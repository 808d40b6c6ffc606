/// ─── Genesis Vault Economics ────────────────────────────────────────────────
///
/// Base unit:  smidge  (1 SMH = 1,000,000,000 smidge)
/// Layer:      5 minutes, 105,120 layers per year
///
/// Every genesis vault shares one vesting schedule: nothing vests for the
/// first year, then the remainder unlocks linearly over the next three.

// ── Units ────────────────────────────────────────────────────────────────────

/// 1 SMH expressed in smidge.
pub const ONE_SMESH: u64 = 1_000_000_000;

/// Human-readable prefix of mainnet addresses.
pub const MAINNET_HRP: &str = "sm";

/// Human-readable prefix of testnet addresses.
pub const TESTNET_HRP: &str = "stest";

// ── Vesting schedule (layer indices) ─────────────────────────────────────────

/// Layers per year at 5 minutes per layer.
pub const LAYERS_PER_YEAR: u32 = 105_120;

/// First layer at which vault funds start vesting.
pub const VEST_START: u32 = LAYERS_PER_YEAR;

/// Layer at which vault funds are fully vested.
pub const VEST_END: u32 = 4 * LAYERS_PER_YEAR;

/// Divisor applied to a vault's total to get its initial unlock (25%).
pub const INITIAL_UNLOCK_DIVISOR: u64 = 4;

// ── Issuance ─────────────────────────────────────────────────────────────────

/// Total SMH placed in genesis vaults.
pub const TOTAL_VAULTED_SMH: u64 = 150_000_000;

/// Total smidge placed in genesis vaults.
pub const TOTAL_VAULTED: u128 = TOTAL_VAULTED_SMH as u128 * ONE_SMESH as u128;

// ── Multisig ─────────────────────────────────────────────────────────────────

/// Maximum number of key columns per input row.
pub const MAX_KEYS_PER_GRANT: usize = 5;

/// Width of an ed25519 public key in bytes.
pub const PUBLIC_KEY_SIZE: usize = ed25519_dalek::PUBLIC_KEY_LENGTH;

// ── Addresses ────────────────────────────────────────────────────────────────

/// Length of an account address in bytes.
pub const ADDRESS_LENGTH: usize = 24;

/// Leading bytes of an address that are always zero.
pub const ADDRESS_RESERVED_SPACE: usize = 4;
+++
__Activity__. All lines from the beginning of the material above through the one with "(layer indices) ─────────────────────────────────────────" need to be returned exactly; please return those and only those.

__Answer box__.
repository 808d40b6c6ffc606
/// ─── Genesis Vault Economics ────────────────────────────────────────────────
///
/// Base unit:  smidge  (1 SMH = 1,000,000,000 smidge)
/// Layer:      5 minutes, 105,120 layers per year
///
/// Every genesis vault shares one vesting schedule: nothing vests for the
/// first year, then the remainder unlocks linearly over the next three.

// ── Units ────────────────────────────────────────────────────────────────────

/// 1 SMH expressed in smidge.
pub const ONE_SMESH: u64 = 1_000_000_000;

/// Human-readable prefix of mainnet addresses.
pub const MAINNET_HRP: &str = "sm";

/// Human-readable prefix of testnet addresses.
pub const TESTNET_HRP: &str = "stest";

// ── Vesting schedule (layer indices) ─────────────────────────────────────────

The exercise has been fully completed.